START INFORMATION GIVEN
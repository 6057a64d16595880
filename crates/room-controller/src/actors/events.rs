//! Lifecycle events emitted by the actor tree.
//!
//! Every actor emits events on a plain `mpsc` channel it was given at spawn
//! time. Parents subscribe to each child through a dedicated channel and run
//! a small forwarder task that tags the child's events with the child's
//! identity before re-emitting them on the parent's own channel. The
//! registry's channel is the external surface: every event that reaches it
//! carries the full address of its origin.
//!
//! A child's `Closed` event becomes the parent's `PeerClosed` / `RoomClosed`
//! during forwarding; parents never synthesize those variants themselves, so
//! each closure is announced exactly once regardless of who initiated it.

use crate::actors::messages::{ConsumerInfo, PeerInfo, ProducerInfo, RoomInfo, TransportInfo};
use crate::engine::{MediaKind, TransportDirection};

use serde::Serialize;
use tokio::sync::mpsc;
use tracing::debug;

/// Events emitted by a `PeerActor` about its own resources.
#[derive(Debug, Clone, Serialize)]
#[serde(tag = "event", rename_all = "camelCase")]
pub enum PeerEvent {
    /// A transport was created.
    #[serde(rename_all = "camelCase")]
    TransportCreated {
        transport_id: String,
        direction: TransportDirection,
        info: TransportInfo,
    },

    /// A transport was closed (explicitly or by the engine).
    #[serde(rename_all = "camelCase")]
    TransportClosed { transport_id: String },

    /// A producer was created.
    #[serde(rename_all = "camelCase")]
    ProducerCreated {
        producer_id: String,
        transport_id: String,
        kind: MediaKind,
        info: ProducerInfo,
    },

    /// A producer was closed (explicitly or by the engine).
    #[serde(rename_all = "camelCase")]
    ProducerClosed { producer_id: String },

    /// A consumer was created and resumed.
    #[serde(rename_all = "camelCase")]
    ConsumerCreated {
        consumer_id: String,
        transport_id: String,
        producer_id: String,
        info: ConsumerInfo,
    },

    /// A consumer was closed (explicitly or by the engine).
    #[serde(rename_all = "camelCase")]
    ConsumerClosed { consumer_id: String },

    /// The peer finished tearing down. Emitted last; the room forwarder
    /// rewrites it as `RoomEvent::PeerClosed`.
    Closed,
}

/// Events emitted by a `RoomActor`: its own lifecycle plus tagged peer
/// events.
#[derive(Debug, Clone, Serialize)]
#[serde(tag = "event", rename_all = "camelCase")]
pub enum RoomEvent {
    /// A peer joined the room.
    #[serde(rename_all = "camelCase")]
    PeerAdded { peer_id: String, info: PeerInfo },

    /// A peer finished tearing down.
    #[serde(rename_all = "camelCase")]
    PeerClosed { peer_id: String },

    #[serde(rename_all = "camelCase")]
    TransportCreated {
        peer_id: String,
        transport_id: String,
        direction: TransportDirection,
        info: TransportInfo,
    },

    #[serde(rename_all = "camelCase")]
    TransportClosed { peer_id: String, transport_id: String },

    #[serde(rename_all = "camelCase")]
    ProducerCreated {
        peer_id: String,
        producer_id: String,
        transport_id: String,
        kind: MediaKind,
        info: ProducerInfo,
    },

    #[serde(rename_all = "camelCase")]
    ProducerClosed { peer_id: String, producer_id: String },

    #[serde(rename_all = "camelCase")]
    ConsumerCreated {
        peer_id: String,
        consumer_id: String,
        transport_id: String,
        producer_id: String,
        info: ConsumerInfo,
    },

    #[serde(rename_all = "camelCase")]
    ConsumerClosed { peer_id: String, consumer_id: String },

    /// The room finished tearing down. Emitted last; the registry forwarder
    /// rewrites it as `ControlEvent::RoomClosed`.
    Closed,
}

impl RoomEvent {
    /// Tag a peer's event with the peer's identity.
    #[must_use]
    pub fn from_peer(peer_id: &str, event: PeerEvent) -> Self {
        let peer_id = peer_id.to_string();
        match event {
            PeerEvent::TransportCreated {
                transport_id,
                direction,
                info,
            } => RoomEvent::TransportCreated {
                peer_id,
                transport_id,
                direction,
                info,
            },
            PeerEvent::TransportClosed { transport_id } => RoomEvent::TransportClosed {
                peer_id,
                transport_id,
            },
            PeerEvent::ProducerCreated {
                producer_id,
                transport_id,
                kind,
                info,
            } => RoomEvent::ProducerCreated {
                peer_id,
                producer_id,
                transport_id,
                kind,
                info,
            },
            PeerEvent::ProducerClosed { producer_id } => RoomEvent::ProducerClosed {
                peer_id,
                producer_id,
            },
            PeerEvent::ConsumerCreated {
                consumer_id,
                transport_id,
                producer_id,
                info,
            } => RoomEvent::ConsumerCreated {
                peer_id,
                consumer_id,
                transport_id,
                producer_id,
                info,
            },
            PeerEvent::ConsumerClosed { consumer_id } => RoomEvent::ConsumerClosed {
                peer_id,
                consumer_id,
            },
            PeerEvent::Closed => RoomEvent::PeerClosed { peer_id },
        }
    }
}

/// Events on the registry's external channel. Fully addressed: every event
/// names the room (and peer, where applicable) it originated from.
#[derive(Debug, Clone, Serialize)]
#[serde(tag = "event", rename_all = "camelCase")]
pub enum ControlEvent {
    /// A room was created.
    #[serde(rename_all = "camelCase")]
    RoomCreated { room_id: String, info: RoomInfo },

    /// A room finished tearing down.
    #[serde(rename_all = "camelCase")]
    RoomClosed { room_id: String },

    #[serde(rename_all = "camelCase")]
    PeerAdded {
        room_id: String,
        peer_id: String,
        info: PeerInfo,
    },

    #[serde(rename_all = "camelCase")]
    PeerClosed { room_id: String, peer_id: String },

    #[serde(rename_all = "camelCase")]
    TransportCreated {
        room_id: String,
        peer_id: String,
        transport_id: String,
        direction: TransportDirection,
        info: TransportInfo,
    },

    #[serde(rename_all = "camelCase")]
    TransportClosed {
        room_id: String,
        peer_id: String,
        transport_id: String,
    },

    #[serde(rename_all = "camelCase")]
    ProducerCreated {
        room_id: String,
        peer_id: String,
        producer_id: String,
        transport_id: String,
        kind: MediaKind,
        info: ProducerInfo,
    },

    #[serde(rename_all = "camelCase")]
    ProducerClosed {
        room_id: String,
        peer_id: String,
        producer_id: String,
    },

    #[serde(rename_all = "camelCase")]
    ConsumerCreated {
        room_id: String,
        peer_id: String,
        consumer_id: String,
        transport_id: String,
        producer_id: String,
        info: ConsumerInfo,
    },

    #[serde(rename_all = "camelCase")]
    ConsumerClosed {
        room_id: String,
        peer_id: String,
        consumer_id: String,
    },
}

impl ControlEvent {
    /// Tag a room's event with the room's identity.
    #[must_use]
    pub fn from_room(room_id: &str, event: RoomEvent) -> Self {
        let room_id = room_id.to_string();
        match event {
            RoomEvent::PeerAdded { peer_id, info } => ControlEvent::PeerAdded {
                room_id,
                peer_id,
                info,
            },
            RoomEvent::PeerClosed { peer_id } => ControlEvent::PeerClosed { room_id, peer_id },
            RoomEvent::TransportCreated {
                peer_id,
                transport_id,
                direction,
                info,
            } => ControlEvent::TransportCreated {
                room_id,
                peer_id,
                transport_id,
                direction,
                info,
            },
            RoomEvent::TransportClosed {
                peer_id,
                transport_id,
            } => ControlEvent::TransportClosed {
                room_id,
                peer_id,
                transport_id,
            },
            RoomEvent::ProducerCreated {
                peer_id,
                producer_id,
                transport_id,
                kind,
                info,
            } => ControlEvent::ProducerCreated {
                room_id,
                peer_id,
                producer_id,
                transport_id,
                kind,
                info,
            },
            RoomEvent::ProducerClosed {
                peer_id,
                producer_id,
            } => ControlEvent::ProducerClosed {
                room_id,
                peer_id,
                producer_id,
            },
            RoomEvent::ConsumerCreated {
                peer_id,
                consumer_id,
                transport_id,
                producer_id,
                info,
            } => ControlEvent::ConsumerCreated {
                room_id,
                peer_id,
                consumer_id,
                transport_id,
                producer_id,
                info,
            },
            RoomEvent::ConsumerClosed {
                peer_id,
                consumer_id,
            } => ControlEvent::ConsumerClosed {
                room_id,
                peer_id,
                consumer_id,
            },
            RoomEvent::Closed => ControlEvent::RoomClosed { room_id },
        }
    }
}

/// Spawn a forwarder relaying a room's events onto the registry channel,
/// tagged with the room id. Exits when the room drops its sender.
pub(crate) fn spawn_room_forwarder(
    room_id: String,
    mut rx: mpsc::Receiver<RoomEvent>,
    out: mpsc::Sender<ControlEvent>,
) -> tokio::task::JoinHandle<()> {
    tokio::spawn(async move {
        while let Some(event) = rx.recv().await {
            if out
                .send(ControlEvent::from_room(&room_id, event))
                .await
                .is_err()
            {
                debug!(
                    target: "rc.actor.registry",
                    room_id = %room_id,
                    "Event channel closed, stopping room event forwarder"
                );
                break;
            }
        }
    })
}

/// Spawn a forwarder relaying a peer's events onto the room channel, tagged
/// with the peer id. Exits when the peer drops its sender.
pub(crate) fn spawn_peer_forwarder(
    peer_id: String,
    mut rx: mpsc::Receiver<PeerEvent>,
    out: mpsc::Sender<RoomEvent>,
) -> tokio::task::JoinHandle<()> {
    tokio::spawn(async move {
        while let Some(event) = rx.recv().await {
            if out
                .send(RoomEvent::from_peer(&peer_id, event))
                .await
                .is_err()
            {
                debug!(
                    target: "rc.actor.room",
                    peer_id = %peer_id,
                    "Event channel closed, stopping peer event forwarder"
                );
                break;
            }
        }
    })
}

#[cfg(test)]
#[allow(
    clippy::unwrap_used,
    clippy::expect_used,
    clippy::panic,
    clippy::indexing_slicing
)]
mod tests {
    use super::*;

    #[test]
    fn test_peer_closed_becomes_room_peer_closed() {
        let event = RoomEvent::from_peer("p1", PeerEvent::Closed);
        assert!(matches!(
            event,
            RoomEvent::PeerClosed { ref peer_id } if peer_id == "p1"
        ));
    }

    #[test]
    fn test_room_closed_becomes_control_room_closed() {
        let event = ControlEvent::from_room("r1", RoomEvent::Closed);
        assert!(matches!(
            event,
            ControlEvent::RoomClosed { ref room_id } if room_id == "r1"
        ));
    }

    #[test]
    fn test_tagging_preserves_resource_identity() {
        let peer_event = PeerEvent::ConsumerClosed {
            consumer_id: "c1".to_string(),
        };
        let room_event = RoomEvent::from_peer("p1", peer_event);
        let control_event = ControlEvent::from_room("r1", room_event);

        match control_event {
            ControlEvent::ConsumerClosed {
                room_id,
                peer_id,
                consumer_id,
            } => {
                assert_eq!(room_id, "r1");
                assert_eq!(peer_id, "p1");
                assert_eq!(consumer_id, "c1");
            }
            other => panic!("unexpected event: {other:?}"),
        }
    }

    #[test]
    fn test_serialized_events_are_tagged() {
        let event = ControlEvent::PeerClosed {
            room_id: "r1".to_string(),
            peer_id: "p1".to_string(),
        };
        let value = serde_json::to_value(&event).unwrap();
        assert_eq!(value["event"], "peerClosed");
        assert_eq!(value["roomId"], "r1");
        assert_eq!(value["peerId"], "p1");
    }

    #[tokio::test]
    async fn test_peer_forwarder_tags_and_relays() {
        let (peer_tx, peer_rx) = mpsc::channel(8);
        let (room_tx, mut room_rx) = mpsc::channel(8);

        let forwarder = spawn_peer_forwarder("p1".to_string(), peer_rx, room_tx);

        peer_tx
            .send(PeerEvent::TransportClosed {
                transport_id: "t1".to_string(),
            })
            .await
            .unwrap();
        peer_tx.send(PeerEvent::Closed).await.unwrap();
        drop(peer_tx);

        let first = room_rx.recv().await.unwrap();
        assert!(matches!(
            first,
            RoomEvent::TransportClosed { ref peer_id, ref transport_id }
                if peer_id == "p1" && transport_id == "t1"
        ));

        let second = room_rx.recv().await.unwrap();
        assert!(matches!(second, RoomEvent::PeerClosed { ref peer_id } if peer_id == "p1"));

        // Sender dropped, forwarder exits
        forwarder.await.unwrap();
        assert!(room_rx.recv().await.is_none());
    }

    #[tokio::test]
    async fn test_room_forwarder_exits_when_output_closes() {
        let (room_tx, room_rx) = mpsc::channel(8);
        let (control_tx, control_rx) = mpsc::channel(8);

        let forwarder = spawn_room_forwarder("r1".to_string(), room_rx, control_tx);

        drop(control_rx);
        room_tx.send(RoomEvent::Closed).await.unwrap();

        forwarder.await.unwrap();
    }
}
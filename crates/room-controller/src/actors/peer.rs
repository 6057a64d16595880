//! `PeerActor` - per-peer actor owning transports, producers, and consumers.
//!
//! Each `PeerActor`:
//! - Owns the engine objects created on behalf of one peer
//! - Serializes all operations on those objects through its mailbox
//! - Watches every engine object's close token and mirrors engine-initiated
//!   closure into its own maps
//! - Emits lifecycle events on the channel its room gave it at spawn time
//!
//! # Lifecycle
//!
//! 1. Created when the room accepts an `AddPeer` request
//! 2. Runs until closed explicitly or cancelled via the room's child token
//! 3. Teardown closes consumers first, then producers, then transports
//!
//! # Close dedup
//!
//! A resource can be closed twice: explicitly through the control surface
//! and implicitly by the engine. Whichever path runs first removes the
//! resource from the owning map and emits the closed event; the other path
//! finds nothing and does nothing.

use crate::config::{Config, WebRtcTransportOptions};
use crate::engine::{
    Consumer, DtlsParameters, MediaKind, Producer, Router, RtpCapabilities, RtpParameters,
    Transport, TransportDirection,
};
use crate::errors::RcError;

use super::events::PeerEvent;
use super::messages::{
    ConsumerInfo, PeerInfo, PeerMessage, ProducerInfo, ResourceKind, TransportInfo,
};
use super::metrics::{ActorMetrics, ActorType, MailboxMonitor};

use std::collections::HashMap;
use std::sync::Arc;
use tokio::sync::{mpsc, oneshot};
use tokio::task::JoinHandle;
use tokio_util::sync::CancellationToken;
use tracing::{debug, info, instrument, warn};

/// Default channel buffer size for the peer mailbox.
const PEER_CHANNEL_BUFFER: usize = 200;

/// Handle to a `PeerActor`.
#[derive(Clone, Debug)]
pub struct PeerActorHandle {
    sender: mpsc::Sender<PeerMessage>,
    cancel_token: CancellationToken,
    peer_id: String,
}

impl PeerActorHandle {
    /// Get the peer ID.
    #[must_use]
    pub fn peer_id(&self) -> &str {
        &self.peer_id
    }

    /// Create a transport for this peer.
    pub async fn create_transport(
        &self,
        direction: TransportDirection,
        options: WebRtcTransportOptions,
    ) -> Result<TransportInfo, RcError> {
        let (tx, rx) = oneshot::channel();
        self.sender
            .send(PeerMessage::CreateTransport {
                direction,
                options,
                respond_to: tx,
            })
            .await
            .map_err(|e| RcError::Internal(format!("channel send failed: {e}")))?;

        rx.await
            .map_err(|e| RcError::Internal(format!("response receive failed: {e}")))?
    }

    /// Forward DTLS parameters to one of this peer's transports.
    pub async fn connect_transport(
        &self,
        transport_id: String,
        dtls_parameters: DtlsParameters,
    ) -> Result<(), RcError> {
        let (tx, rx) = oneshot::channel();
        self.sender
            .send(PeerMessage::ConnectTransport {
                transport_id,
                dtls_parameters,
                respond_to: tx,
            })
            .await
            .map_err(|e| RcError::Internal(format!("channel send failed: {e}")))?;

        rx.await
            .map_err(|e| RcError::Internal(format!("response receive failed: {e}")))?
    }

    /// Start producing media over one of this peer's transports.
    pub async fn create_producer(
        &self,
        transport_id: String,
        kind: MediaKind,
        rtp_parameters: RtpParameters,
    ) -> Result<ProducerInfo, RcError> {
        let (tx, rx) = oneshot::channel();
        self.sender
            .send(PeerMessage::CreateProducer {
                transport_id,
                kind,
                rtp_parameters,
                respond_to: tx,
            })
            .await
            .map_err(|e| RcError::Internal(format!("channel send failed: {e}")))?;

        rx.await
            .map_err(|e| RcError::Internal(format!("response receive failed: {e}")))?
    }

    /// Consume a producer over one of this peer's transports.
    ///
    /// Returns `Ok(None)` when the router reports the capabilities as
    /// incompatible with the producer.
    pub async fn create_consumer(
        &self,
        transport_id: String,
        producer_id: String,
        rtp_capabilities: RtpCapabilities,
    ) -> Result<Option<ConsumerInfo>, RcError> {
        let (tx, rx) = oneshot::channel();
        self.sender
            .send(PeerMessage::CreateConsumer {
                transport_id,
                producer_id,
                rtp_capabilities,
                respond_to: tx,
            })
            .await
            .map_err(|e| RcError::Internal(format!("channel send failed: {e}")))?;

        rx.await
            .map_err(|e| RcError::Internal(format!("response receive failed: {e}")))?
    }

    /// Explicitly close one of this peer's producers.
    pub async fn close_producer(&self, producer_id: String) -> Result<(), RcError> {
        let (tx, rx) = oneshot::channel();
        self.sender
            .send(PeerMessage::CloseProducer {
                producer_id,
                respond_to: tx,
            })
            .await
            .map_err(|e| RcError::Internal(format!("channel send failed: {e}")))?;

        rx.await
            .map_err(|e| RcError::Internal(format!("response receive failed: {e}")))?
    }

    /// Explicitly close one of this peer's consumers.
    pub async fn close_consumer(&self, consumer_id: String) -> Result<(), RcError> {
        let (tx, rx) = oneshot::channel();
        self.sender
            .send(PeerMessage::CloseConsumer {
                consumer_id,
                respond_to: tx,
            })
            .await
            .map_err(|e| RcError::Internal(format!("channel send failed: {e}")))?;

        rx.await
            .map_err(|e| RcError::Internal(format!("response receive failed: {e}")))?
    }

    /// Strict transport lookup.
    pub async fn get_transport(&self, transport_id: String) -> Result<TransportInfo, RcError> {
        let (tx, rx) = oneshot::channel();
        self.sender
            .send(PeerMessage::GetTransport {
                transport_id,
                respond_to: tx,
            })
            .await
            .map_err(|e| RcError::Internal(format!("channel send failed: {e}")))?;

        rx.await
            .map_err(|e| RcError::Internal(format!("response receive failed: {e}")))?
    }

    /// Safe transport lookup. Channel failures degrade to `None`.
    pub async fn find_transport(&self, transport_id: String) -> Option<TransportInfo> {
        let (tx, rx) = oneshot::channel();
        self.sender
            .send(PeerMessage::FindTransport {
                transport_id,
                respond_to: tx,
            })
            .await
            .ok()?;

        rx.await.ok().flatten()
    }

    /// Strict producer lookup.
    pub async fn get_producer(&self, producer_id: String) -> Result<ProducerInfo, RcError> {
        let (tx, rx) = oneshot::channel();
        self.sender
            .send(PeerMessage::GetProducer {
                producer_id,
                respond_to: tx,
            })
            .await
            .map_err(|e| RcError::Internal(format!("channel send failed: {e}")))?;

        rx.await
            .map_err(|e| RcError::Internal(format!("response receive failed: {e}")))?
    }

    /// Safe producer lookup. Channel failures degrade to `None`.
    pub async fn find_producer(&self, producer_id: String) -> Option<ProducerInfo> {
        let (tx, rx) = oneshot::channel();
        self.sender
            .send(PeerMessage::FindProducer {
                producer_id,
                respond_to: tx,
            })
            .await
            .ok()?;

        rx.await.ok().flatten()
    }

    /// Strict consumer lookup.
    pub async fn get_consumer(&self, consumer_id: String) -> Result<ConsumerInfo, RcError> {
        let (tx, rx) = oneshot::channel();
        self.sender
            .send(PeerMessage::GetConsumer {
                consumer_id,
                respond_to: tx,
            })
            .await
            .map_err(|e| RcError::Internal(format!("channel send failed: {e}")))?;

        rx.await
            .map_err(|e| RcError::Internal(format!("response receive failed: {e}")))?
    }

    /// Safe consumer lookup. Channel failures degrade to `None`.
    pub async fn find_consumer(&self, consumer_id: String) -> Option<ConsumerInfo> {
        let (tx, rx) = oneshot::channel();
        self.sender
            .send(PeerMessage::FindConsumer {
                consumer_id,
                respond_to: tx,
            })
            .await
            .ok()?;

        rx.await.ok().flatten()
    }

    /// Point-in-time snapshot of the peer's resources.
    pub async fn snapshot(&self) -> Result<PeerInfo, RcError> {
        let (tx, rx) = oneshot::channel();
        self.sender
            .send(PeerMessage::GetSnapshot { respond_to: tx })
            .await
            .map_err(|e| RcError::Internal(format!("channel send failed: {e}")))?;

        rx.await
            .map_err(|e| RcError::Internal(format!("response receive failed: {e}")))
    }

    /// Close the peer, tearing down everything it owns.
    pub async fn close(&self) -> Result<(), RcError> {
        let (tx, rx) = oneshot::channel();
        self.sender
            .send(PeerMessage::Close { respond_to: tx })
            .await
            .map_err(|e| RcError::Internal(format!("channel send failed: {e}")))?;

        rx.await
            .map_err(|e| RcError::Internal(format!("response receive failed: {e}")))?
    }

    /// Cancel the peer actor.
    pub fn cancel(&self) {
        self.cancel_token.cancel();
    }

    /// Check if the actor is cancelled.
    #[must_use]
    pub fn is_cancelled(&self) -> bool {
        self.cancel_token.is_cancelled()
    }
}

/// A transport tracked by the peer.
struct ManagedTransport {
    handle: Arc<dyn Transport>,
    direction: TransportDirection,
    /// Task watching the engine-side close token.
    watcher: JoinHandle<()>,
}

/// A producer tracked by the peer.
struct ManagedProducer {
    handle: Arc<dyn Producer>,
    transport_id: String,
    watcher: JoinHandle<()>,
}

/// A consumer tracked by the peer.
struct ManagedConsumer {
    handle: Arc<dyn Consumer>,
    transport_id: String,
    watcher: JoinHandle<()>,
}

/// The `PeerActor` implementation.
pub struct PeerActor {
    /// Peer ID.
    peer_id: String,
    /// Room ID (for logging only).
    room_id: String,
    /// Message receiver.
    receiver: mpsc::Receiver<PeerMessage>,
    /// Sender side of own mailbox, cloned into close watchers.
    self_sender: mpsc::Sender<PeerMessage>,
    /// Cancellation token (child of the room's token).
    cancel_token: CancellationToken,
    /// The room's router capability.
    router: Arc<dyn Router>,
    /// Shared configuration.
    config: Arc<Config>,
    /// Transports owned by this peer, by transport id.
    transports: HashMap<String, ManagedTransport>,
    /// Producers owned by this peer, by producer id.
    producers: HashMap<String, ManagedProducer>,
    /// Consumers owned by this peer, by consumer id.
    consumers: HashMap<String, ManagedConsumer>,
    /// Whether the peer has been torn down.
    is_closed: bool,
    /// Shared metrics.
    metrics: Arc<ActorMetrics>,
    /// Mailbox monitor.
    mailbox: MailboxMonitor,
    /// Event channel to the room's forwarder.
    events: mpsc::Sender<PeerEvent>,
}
END INFORMATION GIVEN
- EXERCISE INSTRUCTIONS:
Repeat exactly the lines of the data from the first one through the line with "variants themselves, so", both of them included.

- RESPONSE TO THE TASK:
repository 6057a64d16595880
filename crates/room-controller/src/actors/events.rs
//! Lifecycle events emitted by the actor tree.
//!
//! Every actor emits events on a plain `mpsc` channel it was given at spawn
//! time. Parents subscribe to each child through a dedicated channel and run
//! a small forwarder task that tags the child's events with the child's
//! identity before re-emitting them on the parent's own channel. The
//! registry's channel is the external surface: every event that reaches it
//! carries the full address of its origin.
//!
//! A child's `Closed` event becomes the parent's `PeerClosed` / `RoomClosed`
//! during forwarding; parents never synthesize those variants themselves, so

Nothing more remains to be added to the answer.